Yes. Or any sorting method where all the same symbols are grouped together
(preferrably in 0...9 and a...z order ofcourse). I would not even too much
mind if the group with the minus signs would appear *after* all the digits
(mind you, sorting a list containing "+", "-" and digit symbols the ASCII
way would not really be intuitive either. :-) )

Perhaps you have Windows Explorer configured to sort by
filetype rather than by filename.


Same kind of thought here. I've had Explorer open in details view and
removed all but the filename column and refreshed. Nothing changed to the
sorted order of the filenames.

Did sorting work when you used ALL signed numerical values
(+ for positive values, - for negative values) instead of just adding
a hyphen to the negative numerical values?

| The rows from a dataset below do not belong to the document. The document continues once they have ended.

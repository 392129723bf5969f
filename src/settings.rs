//! Application settings
//!
//! Settings are read once at startup from a JSON file. Every field has a
//! default, so an empty object (or no file at all) yields a working DDS setup
//! on `/dev/spidev0.0`.
use std::path::Path;

use serde::{Deserialize, Serialize};

use crate::Error;

pub const DEFAULT_DEVICE: &str = "/dev/spidev0.0";

/// The device profile selects what is streamed and the frame width.
#[derive(Copy, Clone, Debug, Default, PartialEq, Eq, Serialize, Deserialize)]
#[serde(rename_all = "lowercase")]
pub enum Profile {
    /// A single 5 byte DDS control word frame.
    #[default]
    Dds,
    /// The ten 4 byte ADF4158 register words.
    Adf4158,
    /// Alternating `0xF0` and `0xCC` fill patterns for bus inspection.
    Pattern,
}

/// ADF4158 register set to program.
#[derive(Copy, Clone, Debug, Default, PartialEq, Eq, Serialize, Deserialize)]
pub enum Adf4158Preset {
    /// 5.75 GHz continuous triangular ramp.
    #[default]
    #[serde(rename = "5800")]
    Ramp5800,
    /// 915 MHz continuous triangular ramp.
    #[serde(rename = "915")]
    Ramp915,
    /// 5.8 GHz single sawtooth burst.
    #[serde(rename = "single-5800")]
    Single5800,
}

impl Adf4158Preset {
    pub fn registers(self) -> Result<adf4158::Registers, Error> {
        Ok(match self {
            Self::Ramp5800 => adf4158::Registers::preset_5800(),
            Self::Ramp915 => adf4158::Registers::preset_915(),
            Self::Single5800 => adf4158::Registers::single_ramp_5800()?,
        })
    }
}

#[derive(Clone, Debug, PartialEq, Serialize, Deserialize)]
#[serde(default)]
pub struct Settings {
    pub profile: Profile,
    /// `spidev` character device.
    pub device: heapless::String<64>,
    /// SPI clock in Hz.
    pub max_speed_hz: u32,
    /// SPI mode (clock polarity and phase), 0 to 3.
    pub mode: u8,
    /// Frequency tuning value in DDS steps.
    pub frequency: u32,
    /// Phase offset in DDS steps.
    pub phase: u32,
    /// Frequency in Hz. Takes precedence over `frequency` when set.
    pub frequency_hz: Option<f64>,
    /// DDS reference clock in Hz, used to convert `frequency_hz`.
    pub sysclk_hz: f64,
    pub adf4158: Adf4158Preset,
    /// Number of times a failed stream is re-armed before giving up.
    pub restarts: u32,
}

impl Default for Settings {
    fn default() -> Self {
        Self {
            profile: Profile::Dds,
            // An empty path fails validation.
            device: heapless::String::try_from(DEFAULT_DEVICE)
                .unwrap_or_default(),
            // 250 MHz core clock divided by 2
            max_speed_hz: 125_000_000,
            mode: 0,
            frequency: 0,
            phase: 0,
            frequency_hz: None,
            sysclk_hz: 125e6,
            adf4158: Adf4158Preset::default(),
            restarts: 0,
        }
    }
}

impl Settings {
    /// Parse settings from a JSON document.
    ///
    /// Missing fields take their defaults.
    pub fn from_json(json: &[u8]) -> Result<Self, Error> {
        let (settings, _len): (Self, _) = serde_json_core::from_slice(json)?;
        settings.validate()?;
        Ok(settings)
    }

    pub fn load(path: &Path) -> Result<Self, Error> {
        let json = std::fs::read(path)?;
        log::debug!("Loaded {} bytes from {}", json.len(), path.display());
        Self::from_json(&json)
    }

    /// Override the `spidev` device path.
    pub fn set_device(&mut self, device: &str) -> Result<(), Error> {
        let mut path = heapless::String::new();
        path.push_str(device).map_err(|_| {
            Error::Configuration(format!("Device path too long: {device}"))
        })?;
        self.device = path;
        Ok(())
    }

    pub fn validate(&self) -> Result<(), Error> {
        if self.mode > 3 {
            return Err(Error::Configuration(format!(
                "SPI mode {} not in [0, 3]",
                self.mode
            )));
        }
        if self.max_speed_hz == 0 {
            return Err(Error::Configuration("SPI clock of 0 Hz".into()));
        }
        if self.device.is_empty() {
            return Err(Error::Configuration("Empty device path".into()));
        }
        if !(self.sysclk_hz > 0.0 && self.sysclk_hz.is_finite()) {
            return Err(Error::Configuration(format!(
                "Reference clock of {} Hz",
                self.sysclk_hz
            )));
        }
        Ok(())
    }

    /// Serialize the settings for display.
    pub fn to_json(&self) -> Result<heapless::String<512>, Error> {
        serde_json_core::to_string(self).map_err(|e| {
            Error::Configuration(format!("Serializing settings: {e:?}"))
        })
    }
}
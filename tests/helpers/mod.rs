mod test_server;

pub use test_server::TestServer;

pub const TEST_BUCKET: &str = "slideshow-test";
pub const TEST_URL_EXPIRES_SECONDS: u64 = 300;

Yes, but not for the good reason: "-32" comes, ASCII wise, after "+32". But
if we (again) ignore the hypen it still stays true: "30" comes, ASCII wise,
after "+30"

As a test I changed one of the "+00" values (of the "+32"/"-32" column) into
"000". File Explorer than shows the values starting with the "+" symbol
first, than the "000", and only than the "-32" values -- which, when you
disregard the minus signs, is logical order. However, if I than change one
of the other "+00" combinations to "-00" (its value doesn't change) than it
gets put between the last "+32" but before the "000" (same as "dir /one"
does by the way).

Regards,
Rudy Wieser


-- Origional message:
VanguardLH schreef in berichtnieuws
...
I did not know what you were trying to represent with your "translated"
list of filenames and there were no example filenames containing "33".

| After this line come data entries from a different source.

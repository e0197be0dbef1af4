use axum::{
    Router,
    body::Body,
    http::{HeaderMap, Method, Request, StatusCode},
};
use http_body_util::BodyExt;
use slideshow_api::{AppState, InMemoryStorage, StorageBackend, create_app};
use std::sync::Arc;
use std::time::Duration;
use tower::ServiceExt;

use super::{TEST_BUCKET, TEST_URL_EXPIRES_SECONDS};

/// Response captured from the router
pub struct TestResponse {
    pub status: StatusCode,
    pub headers: HeaderMap,
    pub body: serde_json::Value,
}

/// Test harness around the production router
///
/// Requests go through the router returned by create_app(), backed by an
/// in-memory storage the test can seed and break.
pub struct TestServer {
    app: Router,
    pub storage: InMemoryStorage,
}

impl TestServer {
    pub fn start() -> Self {
        let storage = InMemoryStorage::with_bucket(TEST_BUCKET);
        let backend: Arc<dyn StorageBackend> = Arc::new(storage.clone());

        let app_state = AppState::new(
            backend,
            TEST_BUCKET.to_string(),
            Duration::from_secs(TEST_URL_EXPIRES_SECONDS),
        );

        // Use the ACTUAL production create_app function
        TestServer {
            app: create_app(app_state),
            storage,
        }
    }

    pub async fn get(&self, uri: &str) -> TestResponse {
        let request = Request::builder()
            .method(Method::GET)
            .uri(uri)
            .body(Body::empty())
            .unwrap();
        self.send(request).await
    }

    pub async fn send(&self, request: Request<Body>) -> TestResponse {
        let response = self.app.clone().oneshot(request).await.unwrap();

        let status = response.status();
        let headers = response.headers().clone();
        let bytes = response.into_body().collect().await.unwrap().to_bytes();
        let body = if bytes.is_empty() {
            serde_json::Value::Null
        } else {
            serde_json::from_slice(&bytes).unwrap()
        };

        TestResponse {
            status,
            headers,
            body,
        }
    }
}
use crate::types::ConfigError;
use clap::Parser;
use std::time::Duration;

pub const DEFAULT_HOST: &str = "0.0.0.0";
pub const DEFAULT_PORT: u16 = 3000;
pub const DEFAULT_REGION: &str = "us-east-1";
pub const DEFAULT_URL_EXPIRES_SECONDS: u64 = 300;

/// Longest expiry S3 accepts for a SigV4 presigned URL (7 days)
pub const MAX_URL_EXPIRES_SECONDS: u64 = 604_800;

/// Slideshow API: lists media in an S3 bucket as short-lived signed URLs
#[derive(Parser, Debug, Clone)]
#[command(name = "slideshow-api")]
#[command(about = "Serve signed URLs for the media objects of an S3 bucket", long_about = None)]
pub struct Config {
    /// Bucket to list
    #[arg(long, env = "S3_BUCKET")]
    pub bucket: String,

    /// Region of the bucket
    #[arg(long, env = "AWS_REGION", default_value = DEFAULT_REGION)]
    pub region: String,

    /// Lifetime of each signed URL, in seconds
    #[arg(long, env = "URL_EXPIRES_SECONDS", default_value_t = DEFAULT_URL_EXPIRES_SECONDS)]
    pub url_expires_seconds: u64,

    /// Static access key; the default AWS credential chain is used when unset
    #[arg(long, env = "AWS_ACCESS_KEY_ID")]
    pub access_key_id: Option<String>,

    /// Static secret key
    #[arg(long, env = "AWS_SECRET_ACCESS_KEY", hide_env_values = true)]
    pub secret_access_key: Option<String>,

    /// Custom endpoint for S3-compatible stores
    #[arg(long, env = "S3_ENDPOINT")]
    pub endpoint: Option<String>,

    /// Use path-style addressing (required by most S3-compatible stores)
    #[arg(long, env = "S3_FORCE_PATH_STYLE")]
    pub force_path_style: bool,

    /// Host to bind to
    #[arg(long, env = "HOST", default_value = DEFAULT_HOST)]
    pub host: String,

    /// Port to listen on
    #[arg(short, long, env = "PORT", default_value_t = DEFAULT_PORT)]
    pub port: u16,
}

impl Config {
    pub fn validate(&self) -> Result<(), ConfigError> {
        if self.bucket.trim().is_empty() {
            return Err(ConfigError::MissingBucket);
        }

        if self.url_expires_seconds == 0 || self.url_expires_seconds > MAX_URL_EXPIRES_SECONDS {
            return Err(ConfigError::InvalidExpiry(self.url_expires_seconds));
        }

        if self.access_key_id.is_some() != self.secret_access_key.is_some() {
            return Err(ConfigError::IncompleteCredentials);
        }

        Ok(())
    }

    pub fn url_expires(&self) -> Duration {
        Duration::from_secs(self.url_expires_seconds)
    }

    pub fn listen_addr(&self) -> String {
        format!("{}:{}", self.host, self.port)
    }
}
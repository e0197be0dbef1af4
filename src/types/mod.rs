pub mod error;
pub mod models;

pub use error::{ConfigError, StorageError};
pub use models::{ImagesResponse, MediaItem, ObjectRecord, RootResponse};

Using only your 1st list of filenames, which we

60.00.00.32.dds
60.00.00.32.msh
60.00.00.32.nif
60.00.32.32.dds
60.00.-32.32.dds
60.00.32.32.msh
60.00.-32.32.msh
60.00.32.32.nif
60.00.-32.32.nif

I put those into a file (input.txt) and ran it through the 'sort'
program by running at the command line:

sort input.txt /o output.txt

The sorted output looked like:

60.00.-32.32.dds
60.00.-32.32.msh
60.00.-32.32.nif
60.00.00.32.dds
60.00.00.32.msh
60.00.00.32.nif
60.00.32.32.dds
60.00.32.32.msh
60.00.32.32.nif
^
|__ differentiates starting here (col 7)

Is this 2nd list what you expected for sort order for the filenames
shown in Windows Explorer? This is a simple columnar sort, so at
character position #7, the output sort order is due to ASCII order of:

"-" is before "0"
"0" is is before "3"

I think you mentioned something about extension grouping in your other
thread. Perhaps you have Windows Explorer configured to sort by
filetype rather than by filename. Make sure Windows Explorer is
configured to sort by Name and not by Type.

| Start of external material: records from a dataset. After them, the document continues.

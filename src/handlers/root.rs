use crate::types::RootResponse;
use axum::Json;

pub const ROOT_MESSAGE: &str = "Serverless Slideshow API ✅";

/// GET /api/ - Fixed status message, independent of storage state
pub async fn root() -> Json<RootResponse> {
    Json(RootResponse {
        message: ROOT_MESSAGE,
    })
}
use super::backend::StorageBackend;
use crate::types::{ObjectRecord, error::StorageError};
use chrono::{DateTime, Utc};
use std::collections::HashSet;
use std::sync::Arc;
use std::time::Duration;
use tokio::sync::RwLock;

const DEFAULT_BUCKET: &str = "memory";
const SIGNING_SECRET: &[u8] = b"in-memory-signing-secret";

/// In-memory storage backend for testing/development
///
/// Objects are listed in insertion order. Signed URLs are computed locally
/// with HMAC-SHA256 so the expiry is visible in the URL.
#[derive(Clone)]
pub struct InMemoryStorage {
    bucket: String,
    state: Arc<RwLock<State>>,
}

#[derive(Default)]
struct State {
    objects: Vec<ObjectRecord>,
    fail_listing: bool,
    failing_keys: HashSet<String>,
}

impl Default for InMemoryStorage {
    fn default() -> Self {
        Self::new()
    }
}

impl InMemoryStorage {
    pub fn new() -> Self {
        Self::with_bucket(DEFAULT_BUCKET)
    }

    pub fn with_bucket(bucket: impl Into<String>) -> Self {
        Self {
            bucket: bucket.into(),
            state: Arc::new(RwLock::new(State::default())),
        }
    }

    /// Store an object record, replacing any existing record with the same key
    pub async fn insert(&self, key: &str, size: u64, last_modified: DateTime<Utc>) {
        let mut state = self.state.write().await;
        state.objects.retain(|obj| obj.key != key);
        state
            .objects
            .push(ObjectRecord::new(key, size, last_modified));
    }

    /// Make every subsequent `list_objects` call fail
    pub async fn fail_listing(&self) {
        self.state.write().await.fail_listing = true;
    }

    /// Make signing `key` fail, as if the object were inaccessible
    pub async fn fail_signing(&self, key: &str) {
        self.state.write().await.failing_keys.insert(key.to_string());
    }

    fn sign(&self, key: &str, expires_secs: u64) -> Result<String, StorageError> {
        use hmac::{Hmac, Mac};
        use sha2::Sha256;

        type HmacSha256 = Hmac<Sha256>;

        let mut mac =
            HmacSha256::new_from_slice(SIGNING_SECRET).map_err(|e| StorageError::SignFailed {
                key: key.to_string(),
                message: format!("HMAC error: {}", e),
            })?;
        mac.update(format!("GET\n{}\n{}\n{}", self.bucket, key, expires_secs).as_bytes());

        Ok(hex::encode(mac.finalize().into_bytes()))
    }
}

#[async_trait::async_trait]
impl StorageBackend for InMemoryStorage {
    async fn list_objects(&self) -> Result<Vec<ObjectRecord>, StorageError> {
        let state = self.state.read().await;

        if state.fail_listing {
            return Err(StorageError::ListFailed(format!(
                "access denied to bucket {}",
                self.bucket
            )));
        }

        Ok(state.objects.clone())
    }

    async fn presign_get(&self, key: &str, expires_in: Duration) -> Result<String, StorageError> {
        let state = self.state.read().await;

        if state.failing_keys.contains(key) || !state.objects.iter().any(|obj| obj.key == key) {
            return Err(StorageError::SignFailed {
                key: key.to_string(),
                message: "object is not accessible".to_string(),
            });
        }

        let expires_secs = expires_in.as_secs();
        let signature = self.sign(key, expires_secs)?;

        Ok(format!(
            "memory://{}/{}?X-Amz-Expires={}&X-Amz-Signature={}",
            self.bucket, key, expires_secs, signature
        ))
    }
}
// Library exports for integration tests
pub mod app_state;
pub mod config;
pub mod handlers;
pub mod listing;
pub mod server;
pub mod storage;
pub mod types;

// Re-export commonly used types
pub use app_state::AppState;
pub use config::Config;
pub use storage::{InMemoryStorage, S3Backend, StorageBackend};
pub use types::{ConfigError, ImagesResponse, MediaItem, ObjectRecord, StorageError};

// Re-export server creation function
pub use server::create_app;
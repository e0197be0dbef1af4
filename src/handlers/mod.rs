mod list_images;
mod not_found;
mod root;

pub use list_images::list_images;
pub use not_found::not_found;
pub use root::root;
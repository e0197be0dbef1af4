use crate::types::{ObjectRecord, error::StorageError};
use std::time::Duration;

/// Object-storage collaborator - implement this for different storage services
///
/// A backend is bound to a single bucket at construction.
#[async_trait::async_trait]
pub trait StorageBackend: Send + Sync {
    /// List every object in the bucket, in no particular order
    async fn list_objects(&self) -> Result<Vec<ObjectRecord>, StorageError>;

    /// Produce a URL granting GET access to `key` for `expires_in`
    async fn presign_get(&self, key: &str, expires_in: Duration) -> Result<String, StorageError>;
}
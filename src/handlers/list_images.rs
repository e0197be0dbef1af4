use crate::{app_state::AppState, listing, types::ImagesResponse};
use axum::{Json, extract::State};

/// GET /api/images - List media with signed URLs, newest first
///
/// Always answers 200: storage failures are logged and reported with a
/// fixed `error` body.
pub async fn list_images(State(app_state): State<AppState>) -> Json<ImagesResponse> {
    tracing::info!("LIST images: bucket={}", app_state.bucket_name);

    match listing::list_media(app_state.storage.as_ref(), app_state.url_expires).await {
        Ok(images) => {
            tracing::debug!("Returning {} media items", images.len());
            Json(ImagesResponse::Images { images })
        }
        Err(err) => {
            tracing::error!("Error generating URLs: {}", err);
            Json(ImagesResponse::failed())
        }
    }
}
use std::fmt;

/// A failed call to the object-storage service
///
/// Callers of the listing endpoint only ever see a fixed message; the
/// variant and detail exist for the logs.
#[derive(Debug)]
pub enum StorageError {
    ListFailed(String),
    SignFailed { key: String, message: String },
    MalformedRecord(String),
}

impl fmt::Display for StorageError {
    fn fmt(&self, f: &mut fmt::Formatter<'_>) -> fmt::Result {
        match self {
            StorageError::ListFailed(msg) => write!(f, "failed to list objects: {}", msg),
            StorageError::SignFailed { key, message } => {
                write!(f, "failed to sign URL for '{}': {}", key, message)
            }
            StorageError::MalformedRecord(msg) => write!(f, "malformed object record: {}", msg),
        }
    }
}

impl std::error::Error for StorageError {}

/// Invalid startup configuration
#[derive(Debug, PartialEq, Eq)]
pub enum ConfigError {
    MissingBucket,
    InvalidExpiry(u64),
    IncompleteCredentials,
}

impl fmt::Display for ConfigError {
    fn fmt(&self, f: &mut fmt::Formatter<'_>) -> fmt::Result {
        match self {
            ConfigError::MissingBucket => write!(f, "S3 bucket name must not be empty"),
            ConfigError::InvalidExpiry(secs) => write!(
                f,
                "URL expiry of {} seconds is outside the allowed range 1..={}",
                secs,
                crate::config::MAX_URL_EXPIRES_SECONDS
            ),
            ConfigError::IncompleteCredentials => write!(
                f,
                "AWS_ACCESS_KEY_ID and AWS_SECRET_ACCESS_KEY must be set together"
            ),
        }
    }
}

impl std::error::Error for ConfigError {}
use crate::{app_state::AppState, handlers};
use axum::{
    Router,
    http::{Method, Request},
    routing::get,
};
use tower_http::{
    cors::{Any, CorsLayer},
    trace::TraceLayer,
};

/// Browsers may call the API from any origin, read-only
fn cors_layer() -> CorsLayer {
    CorsLayer::new()
        .allow_origin(Any)
        .allow_methods([Method::GET, Method::OPTIONS])
        .allow_headers(Any)
}

/// Create the application router with all routes and middleware
///
/// This function is used by both main.rs and integration tests to ensure
/// the same server configuration is used in both production and tests.
pub fn create_app(app_state: AppState) -> Router {
    use handlers::{list_images, not_found, root};

    let bucket = app_state.bucket_name.clone();

    Router::new()
        .route("/api/", get(root))
        .route("/api/images", get(list_images))
        // Fallback for 404 Not Found
        .fallback(not_found)
        // Add shared state
        .with_state(app_state)
        .layer(cors_layer())
        // Add tracing
        .layer(
            TraceLayer::new_for_http().make_span_with(move |request: &Request<_>| {
                tracing::info_span!(
                    "request",
                    method = %request.method(),
                    uri = %request.uri(),
                    bucket = %bucket,
                )
            }),
        )
}
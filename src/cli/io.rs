use std::fmt;

use dialoguer::{theme::ColorfulTheme, Confirm};

use crate::cli::output;
use crate::core::{ConfirmationPrompt, ShareOutcome, ShareTarget};
use crate::errors::Result;

/// Print an informational message via the standard CLI output helpers.
pub fn print_info(message: impl fmt::Display) {
    output::info(message);
}

/// Print a warning message via the standard CLI output helpers.
pub fn print_warning(message: impl fmt::Display) {
    output::warning(message);
}

/// Print an error message via the standard CLI output helpers.
pub fn print_error(message: impl fmt::Display) {
    output::error(message);
}

/// Print a success message via the standard CLI output helpers.
pub fn print_success(message: impl fmt::Display) {
    output::success(message);
}

/// Terminal yes/no prompt. Esc, `q` and read errors count as "no".
pub struct DialoguerConfirm<'a> {
    pub theme: &'a ColorfulTheme,
}

impl ConfirmationPrompt for DialoguerConfirm<'_> {
    fn confirm(&self, message: &str) -> bool {
        match Confirm::with_theme(self.theme)
            .with_prompt(message)
            .default(false)
            .interact_opt()
        {
            Ok(Some(answer)) => answer,
            Ok(None) => false,
            Err(err) => {
                tracing::warn!(error = %err, "confirmation prompt failed");
                false
            }
        }
    }
}

/// Non-interactive answer decided up front, e.g. from a `--yes` flag.
pub struct PresetConfirm(pub bool);

impl ConfirmationPrompt for PresetConfirm {
    fn confirm(&self, message: &str) -> bool {
        if !self.0 {
            print_warning(format!("{message} Re-run with --yes to confirm."));
        }
        self.0
    }
}

/// Share target that prints the summary to stdout for copy and paste.
#[derive(Debug, Default)]
pub struct StdoutShare;

impl ShareTarget for StdoutShare {
    fn share(&mut self, title: &str, text: &str) -> Result<ShareOutcome> {
        output::section(title);
        output::raw(text);
        Ok(ShareOutcome::Shared)
    }
}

Did sorting work when you used ALL signed numerical values (+ for
positive values, - for negative values) instead of just adding a hyphen
to the negative numerical values? With the same column of values all
signed so the input looked like:

60.00.+00.32.dds
60.00.+00.32.msh
60.00.+00.32.nif
60.00.+32.32.dds
60.00.-32.32.dds
60.00.+32.32.msh
60.00.-32.32.msh
60.00.+32.32.nif
60.00.-32.32.nif

the 'sort' program produced an output list of:

60.00.-32.32.dds
60.00.-32.32.msh
60.00.-32.32.nif
60.00.+00.32.dds
60.00.+00.32.msh
60.00.+00.32.nif
60.00.+32.32.dds
60.00.+32.32.msh
60.00.+32.32.nif

This has all the negative values listed before the zero values before
the positive values (columns 7-9, inclusive)

Alas, I'm not at a Windows XP machine right now to see if Windows
Explorer will sort in the same order as the 'sort' program.